**AVAILABLE DATA:**
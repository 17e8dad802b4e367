/*!
 * Core synthesis service implementation.
 *
 * `SynthesisService` sends one fragment to the speech provider and retries
 * with a fixed delay until it gets usable audio or runs out of attempts.
 */

use log::{debug, warn};
use std::path::{Path, PathBuf};
use std::sync::Arc;
use std::time::Duration;

use crate::app_config::SpeechConfig;
use crate::errors::{ProviderError, SynthesisError};
use crate::providers::{SpeechProvider, SpeechRequest};
use crate::text_segmenter::normalize_for_speech;
use crate::timeline::WordEvent;

/// A fragment waiting to be synthesized
#[derive(Debug, Clone, PartialEq, Eq)]
pub struct FragmentRequest {
    /// Position in the unit's concatenation order
    pub index: usize,
    /// Title or sentence text
    pub text: String,
    /// Where the audio goes
    pub audio_path: PathBuf,
}

impl FragmentRequest {
    pub fn new(index: usize, text: impl Into<String>, audio_path: impl Into<PathBuf>) -> Self {
        Self {
            index,
            text: text.into(),
            audio_path: audio_path.into(),
        }
    }
}

/// A synthesized fragment
#[derive(Debug, Clone, PartialEq, Eq)]
pub struct SynthesizedFragment {
    pub index: usize,
    pub text: String,
    pub audio_path: PathBuf,
    /// Word events relative to the fragment start, in service order
    pub events: Vec<WordEvent>,
}

/// Synthesis service with retry handling
#[derive(Clone, Debug)]
pub struct SynthesisService {
    /// Speech provider
    provider: Arc<dyn SpeechProvider>,

    /// Voice used for every fragment
    voice: String,

    /// Attempts per fragment
    retry_count: u32,

    /// Delay between attempts
    retry_backoff: Duration,

    /// Upper bound on fragments in flight
    pub max_concurrent_requests: usize,
}

impl SynthesisService {
    /// Create a new synthesis service from the speech settings
    pub fn new(provider: Arc<dyn SpeechProvider>, config: &SpeechConfig) -> Self {
        Self {
            provider,
            voice: config.voice.clone(),
            retry_count: config.retry_count.max(1),
            retry_backoff: Duration::from_millis(config.retry_backoff_ms),
            max_concurrent_requests: config.concurrent_requests.max(1),
        }
    }

    pub fn voice(&self) -> &str {
        &self.voice
    }

    pub fn provider_name(&self) -> &str {
        self.provider.name()
    }

    /// Synthesize one fragment, retrying on any failure.
    ///
    /// A failure is a provider error or an audio file that is missing or
    /// empty afterwards. Exhausting the attempts is fatal for the book.
    pub async fn synthesize_fragment(&self, fragment: FragmentRequest) -> Result<SynthesizedFragment, SynthesisError> {
        let request = SpeechRequest::new(normalize_for_speech(&fragment.text), &self.voice);
        let mut last_error = None;

        for attempt in 1..=self.retry_count {
            match self.attempt(&request, &fragment.audio_path).await {
                Ok(events) => {
                    debug!(
                        "Fragment {} synthesized on attempt {} ({} words)",
                        fragment.index,
                        attempt,
                        events.len()
                    );
                    return Ok(SynthesizedFragment {
                        index: fragment.index,
                        text: fragment.text,
                        audio_path: fragment.audio_path,
                        events,
                    });
                }
                Err(e) => {
                    warn!(
                        "Synthesis attempt {}/{} failed for {:?}: {}",
                        attempt, self.retry_count, fragment.text, e
                    );
                    last_error = Some(e);
                    if attempt < self.retry_count && !self.retry_backoff.is_zero() {
                        tokio::time::sleep(self.retry_backoff).await;
                    }
                }
            }
        }

        Err(SynthesisError::RetriesExhausted {
            text: fragment.text,
            attempts: self.retry_count,
            last_error: last_error.unwrap_or_else(|| ProviderError::EmptyAudio(request.text.clone())),
        })
    }

    async fn attempt(&self, request: &SpeechRequest, audio_path: &Path) -> Result<Vec<WordEvent>, ProviderError> {
        let events = self.provider.synthesize(request, audio_path).await?;
        match tokio::fs::metadata(audio_path).await {
            Ok(meta) if meta.len() > 0 => Ok(events),
            _ => Err(ProviderError::EmptyAudio(request.text.clone())),
        }
    }
}
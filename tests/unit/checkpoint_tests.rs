/*!
 * Tests for resume checkpoints
 */

use anyhow::Result;

use bookvox::checkpoint::{UnitCheckpoint, fingerprint, marker_path};
use bookvox::timeline::{TimedSegment, WordEvent};

use crate::common;

fn segment() -> TimedSegment {
    TimedSegment {
        events: vec![WordEvent::new(0, 400_000, "One")],
        duration_us: 1_600_000,
    }
}

/// Test that a stored checkpoint is found again
#[test]
fn test_store_thenLoad_withMatchingFingerprint_shouldReturnSegment() -> Result<()> {
    let temp_dir = common::create_temp_dir()?;
    let audio = common::create_test_file(temp_dir.path(), "book-part1-title.mp3", "speech:400\n")?;
    let fp = fingerprint("en-US-AndrewNeural", "One", &[1200]);

    UnitCheckpoint::new(&audio, fp.clone(), segment()).store(&audio)?;

    assert!(marker_path(&audio).exists());
    let loaded = UnitCheckpoint::load_if_complete(&audio, &fp).expect("checkpoint should load");
    assert_eq!(loaded.audio_file, "book-part1-title.mp3");
    assert_eq!(loaded.segment, segment());
    Ok(())
}

/// Test that a fingerprint mismatch means the unit is redone
#[test]
fn test_load_withStaleFingerprint_shouldReturnNone() -> Result<()> {
    let temp_dir = common::create_temp_dir()?;
    let audio = common::create_test_file(temp_dir.path(), "unit.flac", "speech:400\n")?;
    let old = fingerprint("en-US-AndrewNeural", "One", &[1200]);
    let new = fingerprint("en-GB-SoniaNeural", "One", &[1200]);

    UnitCheckpoint::new(&audio, old, segment()).store(&audio)?;

    assert!(UnitCheckpoint::load_if_complete(&audio, &new).is_none());
    Ok(())
}

/// Test that a marker without audio means the unit is redone
#[test]
fn test_load_withMissingOrEmptyAudio_shouldReturnNone() -> Result<()> {
    let temp_dir = common::create_temp_dir()?;
    let audio = temp_dir.path().join("unit.flac");
    let fp = fingerprint("v", "t", &[]);
    UnitCheckpoint::new(&audio, fp.clone(), segment()).store(&audio)?;

    assert!(UnitCheckpoint::load_if_complete(&audio, &fp).is_none());

    std::fs::write(&audio, "")?;
    assert!(UnitCheckpoint::load_if_complete(&audio, &fp).is_none());
    Ok(())
}

/// Test that a corrupt marker is ignored
#[test]
fn test_load_withCorruptMarker_shouldReturnNone() -> Result<()> {
    let temp_dir = common::create_temp_dir()?;
    let audio = common::create_test_file(temp_dir.path(), "unit.flac", "speech:1\n")?;
    std::fs::write(marker_path(&audio), "{ truncated")?;

    assert!(UnitCheckpoint::load_if_complete(&audio, "anything").is_none());
    Ok(())
}

/// Test marker removal, including when there is nothing to remove
#[test]
fn test_remove_shouldDeleteMarkerAndTolerateMissing() -> Result<()> {
    let temp_dir = common::create_temp_dir()?;
    let audio = common::create_test_file(temp_dir.path(), "unit.flac", "speech:1\n")?;
    UnitCheckpoint::new(&audio, "fp".to_string(), segment()).store(&audio)?;

    UnitCheckpoint::remove(&audio)?;
    assert!(!marker_path(&audio).exists());
    UnitCheckpoint::remove(&audio)?;
    Ok(())
}

/// Test that every input changes the fingerprint
#[test]
fn test_fingerprint_shouldDependOnVoiceTextAndSilences() {
    let base = fingerprint("en-US-AndrewNeural", "Hello world.", &[1200, 0]);

    assert_eq!(base.len(), 64);
    assert_eq!(base, fingerprint("en-US-AndrewNeural", "Hello world.", &[1200, 0]));
    assert_ne!(base, fingerprint("en-US-AriaNeural", "Hello world.", &[1200, 0]));
    assert_ne!(base, fingerprint("en-US-AndrewNeural", "Hello world!", &[1200, 0]));
    assert_ne!(base, fingerprint("en-US-AndrewNeural", "Hello world.", &[1200, 2800]));
}
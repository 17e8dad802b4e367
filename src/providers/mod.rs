/*!
 * Speech service clients.
 *
 * This module contains client implementations for speech services:
 * - `http`: streaming synthesis over HTTP (newline-delimited JSON)
 * - `mock`: scripted in-process provider for tests and dry runs
 */

use async_trait::async_trait;
use std::fmt::Debug;
use std::path::Path;

use crate::errors::ProviderError;
use crate::timeline::WordEvent;

/// One synthesis request: a fragment's text spoken with a voice
#[derive(Debug, Clone, PartialEq, Eq)]
pub struct SpeechRequest {
    /// Text to speak
    pub text: String,
    /// Voice identifier
    pub voice: String,
}

impl SpeechRequest {
    pub fn new(text: impl Into<String>, voice: impl Into<String>) -> Self {
        Self {
            text: text.into(),
            voice: voice.into(),
        }
    }
}

/// A decoded item of a speech stream
#[derive(Debug, Clone, PartialEq, Eq)]
pub enum SpeechChunk {
    /// Encoded audio bytes, in stream order
    Audio(Vec<u8>),
    /// A word boundary relative to the start of this fragment
    WordBoundary(WordEvent),
}

/// Common trait for all speech providers
///
/// Implementations stream the audio of `request` into `audio_path` and return
/// the word boundaries in the order the service emitted them.
#[async_trait]
pub trait SpeechProvider: Send + Sync + Debug {
    /// Synthesize one fragment
    ///
    /// # Arguments
    /// * `request` - Text and voice
    /// * `audio_path` - File the audio is written to (created or truncated)
    ///
    /// # Returns
    /// * `Result<Vec<WordEvent>, ProviderError>` - Word boundaries or an error
    async fn synthesize(&self, request: &SpeechRequest, audio_path: &Path) -> Result<Vec<WordEvent>, ProviderError>;

    /// Short provider name for log lines
    fn name(&self) -> &str;
}

/// Drain decoded chunks into an audio file and an event list
pub async fn write_chunks<I>(chunks: I, audio_path: &Path) -> Result<Vec<WordEvent>, ProviderError>
where
    I: IntoIterator<Item = SpeechChunk>,
{
    use tokio::io::AsyncWriteExt;

    let mut file = tokio::fs::File::create(audio_path).await?;
    let mut events = Vec::new();
    for chunk in chunks {
        match chunk {
            SpeechChunk::Audio(bytes) => file.write_all(&bytes).await?,
            SpeechChunk::WordBoundary(event) => events.push(event),
        }
    }
    file.flush().await?;
    Ok(events)
}

pub mod http;
pub mod mock;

**EXERCISE INSTRUCTIONS:** Each line of the data that holds the word "providers" should be copied.

**EXERCISE RESPONSE:**
use crate::providers::{SpeechProvider, SpeechRequest};
filename src/providers/mod.rs
/// Common trait for all speech providers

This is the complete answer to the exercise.